Leila (Lee) Botts (born 1928) is a prominent American environmentalist known primarily for her work related to conservation and restoration of the Great Lakes. She has founded two successful non-profit organizations, directed a subagency of the U.S. Department of the Interior in the administration of President Jimmy Carter, authored or co-authored a number of books and reports on environmental issues, and served in the administration of the late Chicago Mayor Harold Washington.
Born Leila Carman in Oklahoma and raised in that state and in Kansas, Botts settled in Chicago in the early 1950s with her husband. While raising four children in the city's Hyde Park neighborhood in the 1950s and 1960s, Botts formed a strong personal interest in the Indiana Dunes. Botts became involved as a volunteer in several local issues such as the Hyde Park-Kenwood Community Conference, and took a leadership role in the campaign which in 1966 resulted in the creation of the federal Indiana Dunes National Lakeshore. In the early 1960s she was a columnist for, and then editor of, the weekly Hyde Park Herald. In 1969 she became a staff member at the Open Lands Project, now known as Openlands, in Chicago.
In 1970, while on staff at Openlands, Botts founded the Lake Michigan Federation, which today operates as the Alliance for the Great Lakes. Within the wave of new interest in environmental issues in the U.S. during that period, the Federation was the first independent citizens' organization dedicated to the protection and preservation of a specific Great Lake.

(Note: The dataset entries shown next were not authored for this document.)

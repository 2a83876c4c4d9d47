//! Per-call query state: filters, sort, limit and pending updates.

use std::fmt;

use serde::{Deserialize, Serialize};

use crate::value::Value;

/// Separator between components of a composite primary key.
pub const KEY_SEPARATOR: char = '-';

const KEY_ESCAPE: char = '\\';

/// Serialize ordered primary key values into the cache index string.
///
/// Components are joined with [`KEY_SEPARATOR`]. Separator and escape
/// characters inside a component are prefixed with a backslash so distinct
/// tuples never produce the same key.
pub fn composite_key(values: &[Value]) -> String {
    let mut key = String::new();
    for (idx, value) in values.iter().enumerate() {
        if idx > 0 {
            key.push(KEY_SEPARATOR);
        }
        for c in value.to_string().chars() {
            if c == KEY_SEPARATOR || c == KEY_ESCAPE {
                key.push(KEY_ESCAPE);
            }
            key.push(c);
        }
    }
    key
}

#[derive(Debug, Clone, Copy, PartialEq, Eq, Hash, Default, Serialize, Deserialize)]
#[serde(rename_all = "lowercase")]
pub enum Direction {
    #[default]
    Asc,
    Desc,
}

impl Direction {
    pub fn as_sql(&self) -> &'static str {
        match self {
            Self::Asc => "ASC",
            Self::Desc => "DESC",
        }
    }
}

impl fmt::Display for Direction {
    fn fmt(&self, f: &mut fmt::Formatter<'_>) -> fmt::Result {
        write!(f, "{}", self.as_sql())
    }
}

#[derive(Debug, Clone, PartialEq)]
pub struct SortKey {
    pub column: String,
    pub direction: Direction,
}

/// Row window. A count of 0 means unbounded.
#[derive(Debug, Clone, Copy, PartialEq, Eq, Default)]
pub struct Limit {
    pub offset: u64,
    pub count: u64,
}

impl Limit {
    pub const ONE: Limit = Limit {
        offset: 0,
        count: 1,
    };

    pub fn is_unbounded(&self) -> bool {
        self.count == 0
    }
}

/// Exact match on every primary key column.
#[derive(Debug, Clone, PartialEq)]
pub struct PrimaryKeyFilter {
    pub values: Vec<Value>,
    /// Composite key derived from `values`.
    pub key: String,
}

/// Everything a terminal operation needs besides the schema.
#[derive(Debug, Clone, Default, PartialEq)]
pub struct QuerySpec {
    pub table: String,
    /// Selected output columns. Empty selects all columns.
    pub fields: Vec<String>,
    pub primary_key: Option<PrimaryKeyFilter>,
    /// Free-form predicate built by `filter`/`or_filter`.
    pub predicate: String,
    pub predicate_args: Vec<Value>,
    /// Whether `predicate` contains a top level OR.
    predicate_disjunctive: bool,
    /// Column equality filters, AND-ed together and with `predicate`.
    pub filter_map: Vec<(String, Value)>,
    pub sort: Vec<SortKey>,
    pub limit: Limit,
    /// Pending column/value pairs for a partial update.
    pub updates: Vec<(String, Value)>,
}

impl QuerySpec {
    pub fn new(table: impl Into<String>) -> Self {
        QuerySpec {
            table: table.into(),
            ..Default::default()
        }
    }

    pub fn select<I, S>(&mut self, fields: I) -> &mut Self
    where
        I: IntoIterator<Item = S>,
        S: Into<String>,
    {
        self.fields.extend(fields.into_iter().map(Into::into));
        self
    }

    /// AND a predicate fragment onto the generic filter.
    pub fn filter(&mut self, expr: &str, args: impl IntoIterator<Item = Value>) -> &mut Self {
        self.push_predicate(" AND ", expr, args);
        self
    }

    /// OR a predicate fragment onto the generic filter.
    ///
    /// Fragments are joined as written, so a later `filter` is not grouped:
    /// `a`, OR `b`, AND `c` renders `a OR b AND c`, which SQL reads as
    /// `a OR (b AND c)`. Only a filter map ANDed on top wraps the
    /// disjunction in parentheses.
    pub fn or_filter(&mut self, expr: &str, args: impl IntoIterator<Item = Value>) -> &mut Self {
        if !self.predicate.is_empty() {
            self.predicate_disjunctive = true;
        }
        self.push_predicate(" OR ", expr, args);
        self
    }

    fn push_predicate(&mut self, joiner: &str, expr: &str, args: impl IntoIterator<Item = Value>) {
        let expr = expr.trim();
        if expr.is_empty() {
            return;
        }
        if !self.predicate.is_empty() {
            self.predicate.push_str(joiner);
        }
        self.predicate.push_str(expr);
        self.predicate_args.extend(args);
    }

    /// AND a column equality onto the filter.
    pub fn filter_eq(&mut self, column: impl Into<String>, value: impl Into<Value>) -> &mut Self {
        self.filter_map.push((column.into(), value.into()));
        self
    }

    /// Filter exclusively by primary key. Overrides every other filter at
    /// compile time.
    pub fn filter_primary_key(&mut self, values: Vec<Value>) -> &mut Self {
        let key = composite_key(&values);
        self.primary_key = Some(PrimaryKeyFilter { values, key });
        self
    }

    pub fn sort(&mut self, column: impl Into<String>, direction: Direction) -> &mut Self {
        self.sort.push(SortKey {
            column: column.into(),
            direction,
        });
        self
    }

    pub fn limit(&mut self, offset: u64, count: u64) -> &mut Self {
        self.limit = Limit { offset, count };
        self
    }

    pub fn set(&mut self, column: impl Into<String>, value: impl Into<Value>) -> &mut Self {
        self.updates.push((column.into(), value.into()));
        self
    }

    /// Returns true if the spec filters rows in any way.
    pub fn has_filter(&self) -> bool {
        self.primary_key.is_some() || !self.predicate.is_empty() || !self.filter_map.is_empty()
    }

    /// Render the WHERE body and its arguments, without the keyword.
    ///
    /// The primary key filter wins over everything else. Otherwise the
    /// generic predicate and the filter map are AND-ed together.
    pub fn where_clause(&self, primary_key_columns: &[String]) -> Option<(String, Vec<Value>)> {
        if let Some(pk) = &self.primary_key {
            let sql = equality_list(primary_key_columns.iter().map(String::as_str));
            return Some((sql, pk.values.clone()));
        }

        if self.predicate.is_empty() && self.filter_map.is_empty() {
            return None;
        }

        let mut sql = String::new();
        let mut args = Vec::with_capacity(self.predicate_args.len() + self.filter_map.len());
        if !self.predicate.is_empty() {
            if self.predicate_disjunctive && !self.filter_map.is_empty() {
                sql.push('(');
                sql.push_str(&self.predicate);
                sql.push(')');
            } else {
                sql.push_str(&self.predicate);
            }
            args.extend(self.predicate_args.iter().cloned());
        }
        if !self.filter_map.is_empty() {
            if !sql.is_empty() {
                sql.push_str(" AND ");
            }
            sql.push_str(&equality_list(self.filter_map.iter().map(|(c, _)| c.as_str())));
            args.extend(self.filter_map.iter().map(|(_, v)| v.clone()));
        }

        Some((sql, args))
    }
}

/// `a=? AND b=?`
pub(crate) fn equality_list<'a>(columns: impl Iterator<Item = &'a str>) -> String {
    columns
        .map(|c| format!("{c}=?"))
        .collect::<Vec<_>>()
        .join(" AND ")
}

After several years leading the Federation, including numerous trips to Washington D.C. to lobby Congress on issues such as first-ever federal Clean Water Act, Botts spent two years as a staff member at the Region 5 office of the young federal Environmental Protection Agency (USEPA). In 1978 President Carter named her head of the Great Lakes Basin Commission, headquartered in Ann Arbor, Michigan. After all federal basin commissions were eliminated in President Ronald Reagan's first federal budget, Botts held for several years a faculty research appointment at Northwestern University followed by two years as a staffer and consultant for the City of Chicago's new Department of the Environment. In 1986 she narrowly lost an election to the board of Chicago's countywide wastewater treatment district.